Please run ncu -o vectorAdd_profile /usr/local/cuda-11.8/extras/demo_suite/vectorAdd and provide the report file vectorAdd_profile.ncu-rep here. Or the CLI output, if a report is not created.
By the way, Nsight Systems 2023.2.3, nsight-systems-2023.2.3, is available through apt, if you want to give the latest nsys version a try.
Thanks. I just realized that a bit later. Here’s the result of: ncu -f -o vectorAdd_profile /usr/local/cuda-11.8/extras/demo_suite/vectorAdd
[Vector addition of 50000 elements]
==PROF== Connected to process 181163 (/usr/local/cuda-11.8/extras/demo_suite/vectorAdd)

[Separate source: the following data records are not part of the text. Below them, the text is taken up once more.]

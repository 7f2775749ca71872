//! Settings history.
//!
//! The pump only reports the settings in force now. Walking the change
//! records from newest to oldest and undoing each one reconstructs what was
//! in force before it; the simulator fills in the point-in-time values
//! (maximums, temp basal type) that are logged without their old value.

use super::BuildContext;
use crate::{
    config::{bg_targets, carb_ratios, insulin_sensitivities, profile_name, temp_basal_type},
    decoder::{filter_records, Record, RecordType},
};
use medlink_sdk::{
    AmountSegment, BasalSettings, BgUnits, BolusCalculator, BolusSettings, CarbUnits, DriverError,
    DriverResult, EventMeta, InsulinAction, PumpSettings, ScheduleSegment, SettingsSnapshot,
    SettingsUnits, TargetSegment, TemporaryBasal, Toggle, ValueWithUnits,
};
use tracing::debug;

const HALF_HOUR_MS: i64 = 30 * 60 * 1000;
const SCHEDULE_SLOTS: usize = 47;

const CARB_RATIO_SIZE: usize = 27;
const INSULIN_SENSITIVITY_SIZE: usize = 17;
const BG_TARGET_SIZE: usize = 25;
const NO_DURATION: u8 = 0x0F;

const CHANGE_TYPES: [RecordType; 8] = [
    RecordType::ChangeBasalProfileOld,
    RecordType::ChangeBasalProfileNew,
    RecordType::SelectBasalProfile,
    RecordType::BolusWizardChange,
    RecordType::ChangeTempBasalType,
    RecordType::ChangeMaxBasal,
    RecordType::VarBolusEnable,
    RecordType::MaxBolus,
];

/// Reconstructed settings events plus the settings in force before the
/// oldest change.
#[derive(Debug, Clone, PartialEq)]
pub struct SettingsHistory {
    pub events: Vec<PumpSettings>,
    /// Not dated yet; the caller stamps it with the first event's clock.
    pub initial: SettingsSnapshot,
}

#[derive(Debug, Clone, PartialEq)]
struct WizardSettings {
    units: SettingsUnits,
    carb_ratio: Vec<AmountSegment>,
    insulin_sensitivity: Vec<AmountSegment>,
    bg_target: Vec<TargetSegment>,
    calculator: BolusCalculator,
}

impl WizardSettings {
    fn matches(&self, snapshot: &SettingsSnapshot) -> bool {
        snapshot.units == self.units
            && snapshot.carb_ratio == self.carb_ratio
            && snapshot.insulin_sensitivity == self.insulin_sensitivity
            && snapshot.bg_target == self.bg_target
            && snapshot.bolus.calculator.as_ref() == Some(&self.calculator)
    }

    fn apply(self, snapshot: &mut SettingsSnapshot) {
        snapshot.units = self.units;
        snapshot.carb_ratio = self.carb_ratio;
        snapshot.insulin_sensitivity = self.insulin_sensitivity;
        snapshot.bg_target = self.bg_target;
        snapshot.bolus = BolusSettings {
            calculator: Some(self.calculator),
            ..Default::default()
        };
    }
}

fn wizard_units(encoded: u8) -> SettingsUnits {
    SettingsUnits {
        bg: match (encoded >> 2) & 0x03 {
            0 => None,
            1 => Some(BgUnits::MgDl),
            _ => Some(BgUnits::MmolL),
        },
        carb: match encoded & 0x03 {
            0 => None,
            1 => Some(CarbUnits::Grams),
            _ => Some(CarbUnits::Exchanges),
        },
    }
}

fn window(bytes: &[u8], start: usize, len: usize) -> &[u8] {
    let end = (start + len).min(bytes.len());
    bytes.get(start..end).unwrap_or(&[])
}

/// Old and new calculator settings of a `BOLUS_WIZARD_CHANGE`.
fn wizard_settings(record: &Record) -> (WizardSettings, WizardSettings) {
    let body = &record.body[..];
    let flags = record.head_byte(1);

    let read = |start: usize, enabled: bool, duration: u8| {
        let units = wizard_units(body.get(start).copied().unwrap_or(0));
        let isf_at = start + CARB_RATIO_SIZE;
        let bg_at = isf_at + INSULIN_SENSITIVITY_SIZE - 1;
        WizardSettings {
            units,
            carb_ratio: carb_ratios(window(body, start, CARB_RATIO_SIZE), units.carb),
            insulin_sensitivity: insulin_sensitivities(
                window(body, isf_at, INSULIN_SENSITIVITY_SIZE),
                units.bg,
            ),
            bg_target: bg_targets(window(body, bg_at, BG_TARGET_SIZE), units.bg),
            calculator: BolusCalculator {
                enabled,
                insulin: (duration < NO_DURATION).then(|| InsulinAction::hours(duration)),
            },
        }
    };

    let new_at = CARB_RATIO_SIZE + INSULIN_SENSITIVITY_SIZE + BG_TARGET_SIZE - 1;
    let durations = body
        .get(new_at + CARB_RATIO_SIZE + INSULIN_SENSITIVITY_SIZE + BG_TARGET_SIZE - 1)
        .copied()
        .unwrap_or(0xFF);

    let old = read(0, (flags >> 2) & 0x01 != 0, durations & 0x0F);
    let new = read(new_at, (flags >> 3) & 0x01 != 0, durations >> 4);
    (old, new)
}

/// Basal schedule logged with a profile change. Slots are `(offset, rate, q)`.
fn logged_schedule(ctx: &BuildContext, record: &Record) -> Vec<ScheduleSegment> {
    if record.head_byte(1) == 0 {
        return Vec::new();
    }
    let mut schedule = Vec::new();
    for j in 0..SCHEDULE_SLOTS {
        let (offset, rate, q) = (
            record.body_byte(j * 3),
            record.body_byte(j * 3 + 1),
            record.body_byte(j * 3 + 2),
        );
        if j > 0 && offset == 0 && rate == 0 && q == 0 {
            break;
        }
        schedule.push(ScheduleSegment {
            start: offset as i64 * HALF_HOUR_MS,
            rate: ctx.units(rate as u32),
        });
    }
    if schedule.is_empty() {
        // cleared after a pump error
        schedule.push(ScheduleSegment { start: 0, rate: 0.0 });
    }
    schedule
}

/// Values logged without their previous setting.
#[derive(Debug, Clone, Default)]
struct PointInTime {
    bolus: BolusSettings,
    basal: BasalSettings,
}

pub fn build_settings(ctx: &BuildContext, records: &[Record]) -> DriverResult<SettingsHistory> {
    let mut changes = filter_records(records, &CHANGE_TYPES);
    changes.reverse();

    let current = &ctx.settings.snapshot;
    let mut working = current.clone();
    let mut stack = vec![working.clone()];
    let mut pit = PointInTime {
        bolus: current.bolus.clone(),
        basal: current.basal.clone(),
    };
    let mut events = Vec::new();

    // current settings, dated by the newest change when there is one
    let current_meta = match changes.first() {
        Some(newest) => ctx.meta(newest),
        None => {
            let device_time = ctx.settings.current_device_time;
            let mut meta = EventMeta::new(device_time, ctx.device_id.as_str());
            meta.time = ctx.tzo.apply_timezone(device_time);
            meta.timezone_offset = ctx.tzo.timezone_offset();
            meta
        }
    };
    events.push(PumpSettings::new(current_meta, current.clone()));

    let mut prev_date = None;
    let mut i = 0;
    while i < changes.len() {
        let mut record = changes[i];

        match record.record_type {
            RecordType::SelectBasalProfile => match profile_name(record.head_byte(1)) {
                Some(name) => working.active_schedule = name.to_string(),
                None => debug!(profile = record.head_byte(1), "unknown basal profile selected"),
            },
            RecordType::VarBolusEnable => {
                pit.bolus.extended = Some(Toggle {
                    enabled: record.head_byte(1) != 0,
                });
            }
            RecordType::MaxBolus => {
                let strokes = (((record.head_byte(1) & 0x1F) as u32) << 5)
                    | (((record.date_byte(2) & 0xE0) >> 3) as u32)
                    | (((record.date_byte(4) & 0xC0) >> 6) as u32);
                pit.bolus.amount_maximum = Some(ValueWithUnits {
                    value: ctx.units(strokes),
                    units: "Units".into(),
                });
            }
            RecordType::ChangeMaxBasal => {
                let strokes =
                    record.head_byte(1) as u32 | (((record.date_byte(2) & 0xE0) as u32) << 3);
                pit.basal.rate_maximum = Some(ValueWithUnits {
                    value: ctx.units(strokes),
                    units: "Units/hour".into(),
                });
            }
            RecordType::ChangeTempBasalType => {
                pit.basal.temporary = Some(TemporaryBasal {
                    kind: temp_basal_type(record.head_byte(1)).into(),
                });
            }
            RecordType::BolusWizardChange => {
                if (record.head_byte(1) >> 1) & 0x01 == 0 {
                    // setup not complete, left behind by a pump reset
                    i += 1;
                    continue;
                }
                let (old, new) = wizard_settings(record);
                if !new.matches(&working) {
                    debug!(?new, "could not find bolus wizard settings");
                    return Err(DriverError::DecodeError(
                        "Could not find bolus wizard settings".into(),
                    ));
                }
                old.apply(&mut working);
            }
            RecordType::ChangeBasalProfileNew => {
                if let Some(name) = profile_name(record.date_byte(2) >> 5) {
                    working.active_schedule = name.to_string();
                }
                let new_schedule = logged_schedule(ctx, record);

                i += 1;
                let Some(old_record) = changes.get(i).copied() else {
                    debug!("old basal schedule has dropped off the end");
                    break;
                };
                if !old_record.is(RecordType::ChangeBasalProfileOld) {
                    return Err(DriverError::DecodeError("Old basal schedule is missing".into()));
                }
                record = old_record;
                let old_schedule = logged_schedule(ctx, record);

                let active = working
                    .basal_schedules
                    .entry(working.active_schedule.clone())
                    .or_default();
                if *active == new_schedule {
                    *active = old_schedule;
                } else if active.is_empty() {
                    debug!("pump settings were cleared, using last available settings");
                    *active = old_schedule;
                } else {
                    return Err(DriverError::DecodeError("Could not find basal schedule".into()));
                }
            }
            _ => {}
        }

        stack.push(working.clone());

        if prev_date.is_some_and(|prev| prev != record.timestamp) {
            // the change logged at this instant produced the settings one
            // step newer on the stack
            let mut snapshot = stack[stack.len() - 2].clone();
            snapshot.bolus = BolusSettings {
                calculator: snapshot.bolus.calculator.take(),
                extended: pit.bolus.extended.clone(),
                amount_maximum: pit.bolus.amount_maximum.clone(),
            };
            snapshot.basal = pit.basal.clone();
            events.push(PumpSettings::new(ctx.meta(record), snapshot));
        }

        prev_date = Some(record.timestamp);
        pit = PointInTime::default();
        i += 1;
    }

    let mut initial = stack.pop().unwrap_or_else(|| current.clone());
    initial.bolus = BolusSettings {
        calculator: initial.bolus.calculator.take(),
        ..Default::default()
    };
    initial.basal = BasalSettings::default();

    Ok(SettingsHistory { events, initial })
}

#[cfg(test)]
mod tests {
    use super::*;
    use crate::builders::fixtures::{at, context, record};

    fn profile_change(kind: RecordType, rate: u8, index: u64) -> Record {
        record(kind, &[kind.opcode(), 1], &[0, 0, 0, 14, 16], &[0, rate, 0], at(6, 0, 0), index)
    }

    fn with_schedule(rate: f64) -> BuildContext {
        let mut ctx = context();
        ctx.settings
            .snapshot
            .basal_schedules
            .insert("standard".into(), vec![ScheduleSegment { start: 0, rate }]);
        ctx
    }

    #[test]
    fn no_changes_dates_current_settings_by_pump_clock() {
        let ctx = context();
        let history = build_settings(&ctx, &[]).unwrap();
        assert_eq!(history.events.len(), 1);
        let current = &history.events[0];
        assert_eq!(current.meta.index, None);
        assert_eq!(current.meta.device_time, at(23, 0, 0));
        assert_eq!(current.settings, ctx.settings.snapshot);
        assert!(history.initial.bolus.amount_maximum.is_none());
        assert!(history.initial.basal.is_empty());
    }

    #[test]
    fn profile_change_is_undone() {
        let ctx = with_schedule(1.0);
        let max_bolus = record(
            RecordType::MaxBolus,
            &[0x24, 0x01],
            &[0, 0, 0x40, 14, 16],
            &[],
            at(9, 0, 0),
            8,
        );
        let records = [
            profile_change(RecordType::ChangeBasalProfileOld, 20, 5),
            profile_change(RecordType::ChangeBasalProfileNew, 40, 6),
            max_bolus,
        ];
        let history = build_settings(&ctx, &records).unwrap();

        assert_eq!(history.events.len(), 2);
        assert_eq!(history.events[0].meta.index, Some(8));
        assert_eq!(history.events[0].meta.device_time, at(9, 0, 0));

        let at_change = &history.events[1];
        assert_eq!(at_change.meta.index, Some(5));
        assert_eq!(at_change.settings.active_segments()[0].rate, 1.0);
        assert!(at_change.settings.bolus.amount_maximum.is_none());

        assert_eq!(history.initial.active_segments(), &[ScheduleSegment { start: 0, rate: 0.5 }]);
    }

    #[test]
    fn mismatched_profile_fails() {
        let ctx = with_schedule(2.0);
        let records = [
            profile_change(RecordType::ChangeBasalProfileOld, 20, 5),
            profile_change(RecordType::ChangeBasalProfileNew, 40, 6),
        ];
        let err = build_settings(&ctx, &records).unwrap_err();
        assert!(err.to_string().contains("Could not find basal schedule"));
    }

    #[test]
    fn new_profile_without_old_fails() {
        let ctx = with_schedule(1.0);
        let records = [
            profile_change(RecordType::SelectBasalProfile, 0, 5),
            profile_change(RecordType::ChangeBasalProfileNew, 40, 6),
        ];
        let err = build_settings(&ctx, &records).unwrap_err();
        assert!(err.to_string().contains("Old basal schedule is missing"));
    }

    fn wizard_change(flags: u8, old_units: u8, durations: u8) -> Record {
        let mut body = [0u8; 137];
        body[0] = old_units;
        body[3] = 0x00;
        body[4] = 150;
        body[136] = durations;
        record(RecordType::BolusWizardChange, &[0x5A, flags], &[0, 0, 0, 14, 16], &body, at(6, 0, 0), 4)
    }

    #[test]
    fn wizard_change_restores_old_settings() {
        let ctx = context();
        // new setup complete, old calculator enabled with 4 h action
        let records = [wizard_change(0b0110, 0x05, 0xF4)];
        let history = build_settings(&ctx, &records).unwrap();
        let initial = &history.initial;
        assert_eq!(initial.units.bg, Some(BgUnits::MgDl));
        assert_eq!(initial.units.carb, Some(CarbUnits::Grams));
        assert_eq!(initial.carb_ratio, vec![AmountSegment { start: 0, amount: 15.0 }]);
        assert_eq!(
            initial.bolus.calculator,
            Some(BolusCalculator {
                enabled: true,
                insulin: Some(InsulinAction::hours(4)),
            })
        );
    }

    #[test]
    fn wizard_change_mismatch_fails() {
        let records = [wizard_change(0b0010, 0x05, 0x44)];
        let err = build_settings(&context(), &records).unwrap_err();
        assert!(err.to_string().contains("Could not find bolus wizard settings"));
    }

    #[test]
    fn incomplete_wizard_setup_is_ignored() {
        let records = [wizard_change(0, 0x05, 0x44)];
        let history = build_settings(&context(), &records).unwrap();
        assert!(history.initial.carb_ratio.is_empty());
    }
}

Copy input data from the host memory to the CUDA device
CUDA kernel launch with 196 blocks of 256 threads
==PROF== Profiling "vectorAdd" - 0: 0%....50%....100% - 9 passes
Copy output data from the CUDA device to the host memory
Test PASSED
Done
==PROF== Disconnected from process 181163
==PROF== Report: /home/uday/vectorAdd_profile.ncu-rep
Note: I had to run with elevated privileges to avoid immediately rebooting for the module setting on perf counter permissions to take effect.
Hi @uday1, we followed up with the CUPTI team internally and they have confirmed that it is a bug in CUPTI. From CUPTI 11.8 onwards, the support for “Geforce RTX 3080 Ti laptop GPU” was broken. They are working on a fix which will be made available in a future release of nsys. In the meantime, you could go back to the CUDA 11.7 driver (version 515) and use the latest nsys version, if needed.
Sorry for the inconvenience so far. I understand it has been frustrating. Your help with debugging is greatly appreciated.
We have a new version of nsys that contains the fix from CUPTI Nsight Systems | NVIDIA Developer
Please try it out and let us know if you are still running into problems.